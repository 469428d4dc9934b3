use thiserror::Error;

#[derive(Error, Debug)]
pub enum AgentError {
    #[error("Unsupported LLM provider: {0}")]
    UnsupportedProvider(String),

    #[error("No API key configured for provider {0}")]
    MissingApiKey(String),

    #[error("Provider returned {status}: {body}")]
    Provider { status: u16, body: String },

    #[error("Transport error: {0}")]
    Transport(String),

    #[error("Provider call timed out after {0} seconds")]
    Timeout(u64),

    #[error("Provider response parse error: {0}")]
    Parse(String),

    #[error("Invalid request: {0}")]
    InvalidRequest(String),

    #[error("Run cancelled")]
    Cancelled,
}

impl From<reqwest::Error> for AgentError {
    /// The URL is dropped: some backends carry the API key in the query string.
    fn from(e: reqwest::Error) -> Self {
        AgentError::Transport(e.without_url().to_string())
    }
}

----------

● What is needed: Each line of the entries holding the string "reqwest" should be found and copied.

● Result:
impl From<reqwest::Error> for AgentError {
    fn from(e: reqwest::Error) -> Self {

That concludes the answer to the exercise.